Podemos y debemos defender y proteger la institución del matrimonio entre un hombre y una mujer. El profesor Lynn Wardle ha dicho: “La tarea que enfrentamos no es sólo para personas que desean esforzarse en los momentos convenientes o que desean hacerlo por un corto tiempo y después renunciar”2. Gordon B. Hinckley, quien fuera presidente de nuestra Iglesia, ofreció un consejo similar, así como aliento, al decir: “Nosotros no podemos lograr un cambio en un día, un mes o un año. Pero con suficiente esfuerzo, podemos comenzar un cambio dentro de una generación y lograr maravillas dentro de dos generaciones”3.

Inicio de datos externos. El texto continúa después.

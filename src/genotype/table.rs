//! The packed genotype table (C1): one bitset row per (joint genotype,
//! phenotype) cell, and the combine / combine-and-popcount kernels (C2/C3)
//! that build a K+1-order table, or its final popcounts, from a K-order
//! prefix table and a single SNP's table.

use super::arena::{words_for, Arena};
use super::contingency::ContingencyTable;
use crate::kernel;

/// A packed genotype table for a combination of `order` SNPs: `3^order`
/// joint-genotype rows, each split into a case bitset and a control bitset.
/// Samples set in a row are exactly those sample indices whose genotype at
/// every SNP in the combination matches that row's digit, restricted to the
/// row's phenotype class.
#[derive(Debug, Clone)]
pub struct GenotypeTable {
    order: usize,
    states: usize, // 3^order
    n_cases: usize,
    n_ctrls: usize,
    cases: Arena,
    ctrls: Arena,
}

impl GenotypeTable {
    /// Builds the order-1 table for a single SNP from its per-sample
    /// genotype codes (0/1/2), partitioned by phenotype. `case_genotypes`
    /// and `ctrl_genotypes` hold one genotype code per sample in that class.
    pub fn from_snp(case_genotypes: &[u8], ctrl_genotypes: &[u8]) -> Self {
        let n_cases = case_genotypes.len();
        let n_ctrls = ctrl_genotypes.len();
        let cases_words = words_for(n_cases);
        let ctrl_words = words_for(n_ctrls);
        let mut cases = Arena::new(3, cases_words);
        let mut ctrls = Arena::new(3, ctrl_words);
        for (i, &g) in case_genotypes.iter().enumerate() {
            debug_assert!(g < 3, "genotype code out of range: {g}");
            super::arena::set_bit(cases.row_mut(g as usize), i);
        }
        for (i, &g) in ctrl_genotypes.iter().enumerate() {
            debug_assert!(g < 3, "genotype code out of range: {g}");
            super::arena::set_bit(ctrls.row_mut(g as usize), i);
        }
        GenotypeTable {
            order: 1,
            states: 3,
            n_cases,
            n_ctrls,
            cases,
            ctrls,
        }
    }

    pub fn order(&self) -> usize {
        self.order
    }

    pub fn states(&self) -> usize {
        self.states
    }

    pub fn n_cases(&self) -> usize {
        self.n_cases
    }

    pub fn n_ctrls(&self) -> usize {
        self.n_ctrls
    }

    #[inline]
    pub fn case_row(&self, g: usize) -> &[u64] {
        self.cases.row(g)
    }

    #[inline]
    pub fn ctrl_row(&self, g: usize) -> &[u64] {
        self.ctrls.row(g)
    }

    /// C2: combines this (order `a`) table with a single-SNP (order 1) table
    /// into a fresh order `a+1` table, via one AND per row pair.
    pub fn combine(&self, snp: &GenotypeTable) -> GenotypeTable {
        assert_eq!(snp.order, 1, "combine's right-hand side must be order 1");
        let new_order = self.order + 1;
        let new_states = self.states * 3;
        let mut cases = Arena::new(new_states, self.cases.row_words());
        let mut ctrls = Arena::new(new_states, self.ctrls.row_words());
        for gi in 0..self.states {
            for gb in 0..3 {
                let row = gi * 3 + gb;
                kernel::and_into(self.case_row(gi), snp.case_row(gb), cases.row_mut(row));
                kernel::and_into(self.ctrl_row(gi), snp.ctrl_row(gb), ctrls.row_mut(row));
            }
        }
        GenotypeTable {
            order: new_order,
            states: new_states,
            n_cases: self.n_cases,
            n_ctrls: self.n_ctrls,
            cases,
            ctrls,
        }
    }

    /// C3: combines this (order `a`) table with a single-SNP table directly
    /// into a [`ContingencyTable`] of popcounts, without ever materializing
    /// the order `a+1` bitset. Used for the last SNP of a combination, where
    /// the combined table itself is never reused as a prefix.
    pub fn combine_and_popcount(&self, snp: &GenotypeTable) -> ContingencyTable {
        assert_eq!(snp.order, 1, "combine's right-hand side must be order 1");
        let new_order = self.order + 1;
        let mut table = ContingencyTable::zeroed(new_order);
        for gi in 0..self.states {
            for gb in 0..3 {
                let row = gi * 3 + gb;
                let cases = kernel::and_popcount(self.case_row(gi), snp.case_row(gb));
                let ctrls = kernel::and_popcount(self.ctrl_row(gi), snp.ctrl_row(gb));
                table.set_case_count(row, cases as u32);
                table.set_ctrl_count(row, ctrls as u32);
            }
        }
        table
    }
}
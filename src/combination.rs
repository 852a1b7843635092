//! Enumeration of unordered K-combinations of SNP indices in colex order.
//!
//! A [`Combination`] is a strictly increasing `Vec<usize>` of column indices.
//! [`Distribution`] walks the combinatorial space in colex order (the order in
//! which the *last* index varies fastest) and supports jumping directly to
//! the `r`-th combination via the combinatorial number system, which is what
//! lets [`Distribution::strided`] hand every worker thread a disjoint,
//! round-robin slice of the space without materializing the whole thing.
//!
//! Two distributions compose via [`Distribution::layer`]: a rank's `(step,
//! offset)` slice of the space can itself be sliced again per thread, giving
//! every thread of every rank a disjoint stride without either level needing
//! to know the other's slice width directly.

use std::fmt;

/// An unordered combination of SNP column indices, strictly increasing.
pub type Combination = Vec<usize>;

/// Precomputed binomial coefficients `C(n, k)` for `n in 0..=m`, `k in 0..=k_max`,
/// used to unrank combinations in O(k) instead of re-deriving Pascal's triangle
/// on every step.
struct Binomial {
    k_max: usize,
    // table[n][k] = C(n, k), row-major, (m+1) rows of (k_max+1) columns
    table: Vec<u128>,
}

impl Binomial {
    fn build(m: usize, k_max: usize) -> Self {
        let cols = k_max + 1;
        let mut table = vec![0u128; (m + 1) * cols];
        for n in 0..=m {
            table[n * cols] = 1; // C(n, 0) = 1
            for k in 1..=k_max.min(n) {
                let a = table[(n - 1) * cols + k];
                let b = if k <= n - 1 { table[(n - 1) * cols + k - 1] } else { 0 };
                table[n * cols + k] = a + b;
            }
        }
        Binomial { k_max, table }
    }

    fn get(&self, n: usize, k: usize) -> u128 {
        if k > self.k_max || k > n {
            return if k == 0 { 1 } else { 0 };
        }
        self.table[n * (self.k_max + 1) + k]
    }
}

/// Total number of K-combinations of M items, `C(m, k)`.
pub fn count(m: usize, k: usize) -> u128 {
    if k > m {
        return 0;
    }
    Binomial::build(m, k).get(m, k)
}

/// Walks the colex-ordered space of K-combinations of `0..m`, optionally
/// restricted to a strided subsequence (every `stride`-th combination,
/// starting at `offset`), for round-robin partitioning across worker threads
/// and ranks.
pub struct Distribution {
    m: usize,
    k: usize,
    binom: Binomial,
    stride: u128,
    offset: u128,
    cursor: u128,
    total: u128,
}

impl Distribution {
    /// The full, unstrided distribution over all `C(m, k)` combinations.
    pub fn full(m: usize, k: usize) -> Self {
        Self::strided(m, k, 1, 0)
    }

    /// A distribution covering only combinations whose colex rank is
    /// `offset, offset + stride, offset + 2*stride, ...` — the slice handed
    /// to worker `offset` out of `stride` total workers.
    pub fn strided(m: usize, k: usize, stride: usize, offset: usize) -> Self {
        assert!(stride > 0, "stride must be >= 1");
        assert!(offset < stride, "offset must be < stride");
        let binom = Binomial::build(m, k);
        let total = binom.get(m, k);
        Distribution {
            m,
            k,
            binom,
            stride: stride as u128,
            offset: offset as u128,
            cursor: offset as u128,
            total,
        }
    }

    /// Composes this distribution's `(step, offset)` with a second level
    /// `(step', offset')`, yielding the distribution a sub-worker layered
    /// underneath it would walk: `step := step * step'`, `offset := offset *
    /// step' + offset'`. This is how a rank's stride over the combination
    /// space is further divided across that rank's own worker threads.
    ///
    /// Reads this distribution's starting offset, not its current iteration
    /// cursor, so `layer` gives a consistent result regardless of how far
    /// `self` has already been advanced by `next`.
    pub fn layer(&self, stride2: usize, offset2: usize) -> Distribution {
        assert!(stride2 > 0, "stride must be >= 1");
        assert!(offset2 < stride2, "offset must be < stride");
        let new_stride = self.stride * stride2 as u128;
        let new_offset = self.offset * stride2 as u128 + offset2 as u128;
        Distribution::strided(
            self.m,
            self.k,
            new_stride.try_into().expect("layered stride overflows usize"),
            new_offset.try_into().expect("layered offset overflows usize"),
        )
    }

    /// Number of combinations this (possibly strided) distribution will yield.
    pub fn len(&self) -> usize {
        if self.cursor >= self.total {
            0
        } else {
            (((self.total - self.cursor) + self.stride - 1) / self.stride) as usize
        }
    }

    pub fn is_empty(&self) -> bool {
        self.len() == 0
    }

    /// Decode colex rank `r` into the combination it names, via the
    /// combinatorial number system: greedily pick the largest `c` with
    /// `C(c, i+1) <= r` for each digit from most to least significant.
    fn unrank(&self, mut r: u128) -> Combination {
        let mut out = vec![0usize; self.k];
        for i in (0..self.k).rev() {
            // find largest c in [i, m) with C(c, i+1) <= r
            let mut lo = i;
            let mut hi = self.m;
            while lo + 1 < hi {
                let mid = lo + (hi - lo) / 2;
                if self.binom.get(mid, i + 1) <= r {
                    lo = mid;
                } else {
                    hi = mid;
                }
            }
            out[i] = lo;
            r -= self.binom.get(lo, i + 1);
        }
        out
    }
}

impl Iterator for Distribution {
    type Item = Combination;

    fn next(&mut self) -> Option<Self::Item> {
        if self.cursor >= self.total {
            return None;
        }
        let combo = self.unrank(self.cursor);
        self.cursor += self.stride;
        Some(combo)
    }

    fn size_hint(&self) -> (usize, Option<usize>) {
        let n = self.len();
        (n, Some(n))
    }
}

impl fmt::Debug for Distribution {
    fn fmt(&self, f: &mut fmt::Formatter<'_>) -> fmt::Result {
        f.debug_struct("Distribution")
            .field("m", &self.m)
            .field("k", &self.k)
            .field("stride", &self.stride)
            .field("offset", &self.offset)
            .field("cursor", &self.cursor)
            .field("total", &self.total)
            .finish()
    }
}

En la actualidad más de 1 millón de miembros de nuestra Iglesia en los Estados Unidos reúnen a su familia todos los días para orar. Cuarenta y un mil familias en México leen individualmente las Escrituras de una a tres veces por semana. Setenta mil familias en Brasil se reúnen individualmente dos o tres veces al mes para una noche de oración, adoración y lectura de las Escrituras4.

Esas cifras son pequeñas cuando se piensa en los miles de millones de padres y familias por los que nuestro Padre Celestial vela en este mundo. Pero si la unión familiar pasa a través de sólo algunas generaciones, la felicidad y la paz crecerán de manera exponencial en la familia mundial de Dios.

A medida que trabajemos para edificar y alentar a los matrimonios fieles y amorosos, donde los hombres y las mujeres lleguen a ser uno y nutran a sus familias, el Señor multiplicará nuestros esfuerzos. Al unirnos en esta obra, les prometo un progreso hacia ese feliz resultado. En el nombre de Jesucristo, a quien yo sirvo y de quien soy testigo. Amén.


1“La Familia: Una Proclamación para el Mundo”, Liahona, noviembre de 2010, pág. 129; ChurchofJesusChrist.org/topics/family-proclamation?lang=spa.

2 Lynn D. Wardle, “The Attack on Marriage as the Union of a Man and a Woman”, North Dakota Law Review, vol. 83:1387.

3 Gordon B. Hinckley, Standing for something, 2000, pág. 170.

4 División de Información de Investigaciones de la Iglesia SUD, Member Trends Surveys, 2005 a 2013; Servicios de Publicación SUD; Richard J. McClendon y Bruce A. Chadwick, “Latter-day Saint Families at the Dawn of the Twenty-First Century”, en Craig H. Hart y otros., editores, Helping and Healing our Families, 2005.